Эта идея витала среди шляхетской, духовной, мещанской и казацкой элит, поскольку народ, как всегда, был «в поле», а усиление социального гнета не давало ему времени подумать о высоком (а если б подумал, то не выразил бы, поскольку многих высоких понятий в языке народного люда не было). Поэтому, когда во времена войн Хмельницкого «чернь» поднялась, то оснащена она была вполне очевидным набором представлений традиционного крестьянства (не только украинского) — социальным недоверием или ненавистью к «бездельникам» и господам, религиозной ксенофобией к иноверцам и чужакам, иноплеменникам. Такой «шовинизм» был раздражен и обострен определенными социальными реалиями, поскольку до того в «украинское сообщество» безболезненно врастали многочисленные татары, молдаване, литовцы, поляки, валахи и венгры. Когда «эксплуатирующая» социальная позиция (пан, шляхтич, торговец, ростовщик, арендатор) совпадает с принадлежностью к иноверцам и иноплеменникам в момент, когда народ берет в руки вилы горькая судьба «ляхов» и «жидов» (то есть людей, ассоциируемых с несправедливым порядком и властями плюс их чужеродность) была очевидна. Народный гнев в своем апокалиптическом экстазе поджога и резни, запале ответных карательных акций и ответной мести за них часто срывал попытки более толерантных, сдержанных и «политкорректных» украинских элит стабилизировать ситуацию и укрепить государство. Так было и в XVII, и в ХХ вв.
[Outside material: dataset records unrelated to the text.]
//! Cooldown after failed requests.
//!
//! Once a request signature fails, the same signature is refused for a
//! fixed window so a broken upstream is not hammered by repeated viewport
//! changes. A success clears the signature immediately.

use std::collections::BTreeMap;
use std::sync::{Arc, Mutex, PoisonError};
use std::time::{Duration, Instant};

use crate::cache::Clock;

/// Tracks failed request signatures.
#[derive(Debug)]
pub struct RequestCooldown {
    window: Duration,
    clock: Arc<dyn Clock>,
    failures: Mutex<BTreeMap<String, Instant>>,
}

impl RequestCooldown {
    /// Creates a tracker that refuses a failed signature for `window`.
    #[must_use]
    pub fn new(window: Duration, clock: Arc<dyn Clock>) -> Self {
        Self {
            window,
            clock,
            failures: Mutex::new(BTreeMap::new()),
        }
    }

    /// The configured cooldown window.
    #[must_use]
    pub const fn window(&self) -> Duration {
        self.window
    }

    /// How long `signature` must still wait, or `None` if it may be sent.
    #[must_use]
    pub fn remaining(&self, signature: &str) -> Option<Duration> {
        let mut failures = self.failures.lock().unwrap_or_else(PoisonError::into_inner);
        let failed_at = *failures.get(signature)?;
        let elapsed = self.clock.now().saturating_duration_since(failed_at);

        if elapsed >= self.window {
            failures.remove(signature);
            return None;
        }

        Some(self.window - elapsed)
    }

    /// Starts the cooldown window for `signature`.
    ///
    /// Signatures whose window has already passed are dropped at the same
    /// time, so the map only holds failures that still block something.
    pub fn record_failure(&self, signature: &str) {
        log::warn!(
            "Request '{signature}' failed, cooling down for {:?}",
            self.window
        );
        let now = self.clock.now();
        let window = self.window;
        let mut failures = self.failures.lock().unwrap_or_else(PoisonError::into_inner);

        let before = failures.len();
        failures.retain(|_, failed_at| now.saturating_duration_since(*failed_at) < window);
        let expired = before - failures.len();
        if expired > 0 {
            log::debug!("Dropped {expired} expired cooldown entries");
        }

        failures.insert(signature.to_string(), now);
    }

    /// Clears any cooldown for `signature`.
    pub fn record_success(&self, signature: &str) {
        self.failures
            .lock()
            .unwrap_or_else(PoisonError::into_inner)
            .remove(signature);
    }
}

#[cfg(test)]
mod tests {
    use super::*;
    use crate::cache::ManualClock;

    const WINDOW: Duration = Duration::from_secs(30);

    #[test]
    fn unknown_signature_is_allowed() {
        let cooldown = RequestCooldown::new(WINDOW, Arc::new(ManualClock::new()));
        assert_eq!(cooldown.remaining("updates?zoom=12"), None);
    }

    #[test]
    fn failure_blocks_until_window_passes() {
        let clock = Arc::new(ManualClock::new());
        let cooldown = RequestCooldown::new(WINDOW, clock.clone());

        cooldown.record_failure("updates?zoom=12");
        assert_eq!(cooldown.remaining("updates?zoom=12"), Some(WINDOW));
        assert_eq!(cooldown.remaining("updates?zoom=13"), None);

        clock.advance(Duration::from_secs(20));
        assert_eq!(
            cooldown.remaining("updates?zoom=12"),
            Some(Duration::from_secs(10))
        );

        clock.advance(Duration::from_secs(10));
        assert_eq!(cooldown.remaining("updates?zoom=12"), None);
    }

    #[test]
    fn expired_failures_are_dropped_on_next_failure() {
        let clock = Arc::new(ManualClock::new());
        let cooldown = RequestCooldown::new(WINDOW, clock.clone());

        for zoom in 0..1000 {
            cooldown.record_failure(&format!("updates?zoom={zoom}"));
        }
        clock.advance(Duration::from_secs(3600));
        cooldown.record_failure("updates?zoom=-1");

        let failures = cooldown.failures.lock().unwrap();
        assert_eq!(failures.len(), 1);
        assert!(failures.contains_key("updates?zoom=-1"));
    }

    #[test]
    fn live_failures_survive_pruning() {
        let clock = Arc::new(ManualClock::new());
        let cooldown = RequestCooldown::new(WINDOW, clock.clone());

        cooldown.record_failure("oboapp?zoom=10");
        clock.advance(Duration::from_secs(10));
        cooldown.record_failure("oboapp?zoom=11");

        assert_eq!(
            cooldown.remaining("oboapp?zoom=10"),
            Some(Duration::from_secs(20))
        );
        assert_eq!(cooldown.remaining("oboapp?zoom=11"), Some(WINDOW));
    }

    #[test]
    fn success_clears_cooldown() {
        let cooldown = RequestCooldown::new(WINDOW, Arc::new(ManualClock::new()));
        cooldown.record_failure("oboapp?");
        cooldown.record_success("oboapp?");
        assert_eq!(cooldown.remaining("oboapp?"), None);
        assert_eq!(cooldown.window(), WINDOW);
    }
}
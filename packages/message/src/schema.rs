//! Strict parsing of upstream payloads.
//!
//! Payloads are decoded into the typed wire structs from
//! [`civic_feed_message_models`]. Any field that is present with the wrong
//! shape, or any required field that is missing, rejects the entire
//! payload. Extra fields are ignored.

use civic_feed_message_models::{
    Dialect, IncomingMessage, MessageEnvelope, MessagesEnvelope, Source, SourcesEnvelope,
};
use serde::de::DeserializeOwned;

/// A payload that does not match the declared shape.
#[derive(Debug, Clone, PartialEq, Eq, thiserror::Error)]
#[error("{context}: invalid response payload ({detail})")]
pub struct ValidationError {
    /// Which response was being parsed (e.g. `"Updates list"`).
    pub context: &'static str,
    /// Description of the first violation.
    pub detail: String,
}

impl ValidationError {
    /// Creates a validation error for the given context.
    #[must_use]
    pub fn new(context: &'static str, detail: impl Into<String>) -> Self {
        Self {
            context,
            detail: detail.into(),
        }
    }
}

/// Parses a `{messages: [...]}` payload.
///
/// # Errors
///
/// Returns [`ValidationError`] if the payload or any message in it does not
/// match the schema for `dialect`.
pub fn parse_messages(
    payload: serde_json::Value,
    dialect: Dialect,
) -> Result<Vec<IncomingMessage>, ValidationError> {
    let context = dialect.messages_context();
    let envelope: MessagesEnvelope = decode(payload, context)?;

    for (index, message) in envelope.messages.iter().enumerate() {
        check_dialect_rules(message, dialect, context, &format!("messages[{index}]"))?;
    }

    log::debug!(
        "{context}: accepted {} messages",
        envelope.messages.len()
    );

    Ok(envelope.messages)
}

/// Parses a `{message: {...}}` payload.
///
/// # Errors
///
/// Returns [`ValidationError`] if the payload does not match the schema for
/// `dialect`.
pub fn parse_message(
    payload: serde_json::Value,
    dialect: Dialect,
) -> Result<IncomingMessage, ValidationError> {
    let context = dialect.message_context();
    let envelope: MessageEnvelope = decode(payload, context)?;
    check_dialect_rules(&envelope.message, dialect, context, "message")?;
    Ok(envelope.message)
}

/// Parses a `{sources: [...]}` payload.
///
/// # Errors
///
/// Returns [`ValidationError`] if the payload does not match the schema.
pub fn parse_sources(
    payload: serde_json::Value,
    dialect: Dialect,
) -> Result<Vec<Source>, ValidationError> {
    let envelope: SourcesEnvelope = decode(payload, dialect.sources_context())?;
    Ok(envelope.sources)
}

fn decode<T: DeserializeOwned>(
    payload: serde_json::Value,
    context: &'static str,
) -> Result<T, ValidationError> {
    serde_json::from_value(payload).map_err(|e| {
        log::warn!("{context}: rejected payload: {e}");
        ValidationError::new(context, e.to_string())
    })
}

fn check_dialect_rules(
    message: &IncomingMessage,
    dialect: Dialect,
    context: &'static str,
    path: &str,
) -> Result<(), ValidationError> {
    if dialect.requires_locality() && message.locality.is_none() {
        log::warn!("{context}: {path} has no locality");
        return Err(ValidationError::new(
            context,
            format!("missing field `locality` at {path}"),
        ));
    }
    Ok(())
}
Этим пассажем о «русском бунте» я хочу напомнить о том, что социальный фактор играл противоречивую, двусмысленную роль в становлении украинских государственностей и реалиях украинского национализма. С одной стороны, народные низы были перманентным неистощимым человеческим этническим ресурсом для пополнения рядов грамотных, «сознательных украинцев», а с другой — их политическая культура в первых «политических поколениях» грешила очевидной узостью кругозора, что для самоопределения в Большом Мире явно недостаточно. Украинские селяне создали себе кумира, «украинскую мечту» в виде казака-анархиста, которому не нужны никакие власти, — он один, гордый и свободный «степной орел». Но слишком часто получалось, что казакам не были нужны в том числе и власти собственные, украинские, вследствие чего потом появлялись власти чужие, которые уже не питали к казакам никакого родственного пиетета. Сегодня мы знаем, что анархистский идеал так же красив, как коммунистический, но и так же недостижим. «Свободный союз свободных индивидов» является практически гарантией утраты любой свободы, если рядом есть более прагматичные и жесткие силы. В истории Украины «республик Махно» были десятки и сотни, они возникали в условиях хаоса и быстро гибли при стабилизации. Можно говорить и о некоем сложившемся за столетия пороге социальной самоорганизации для украинцев, который им неплохо бы в своих интересах преодолеть хотя бы в XXI в. Примат приватных и региональных интересов слишком часто губил попытки создания «общего дома».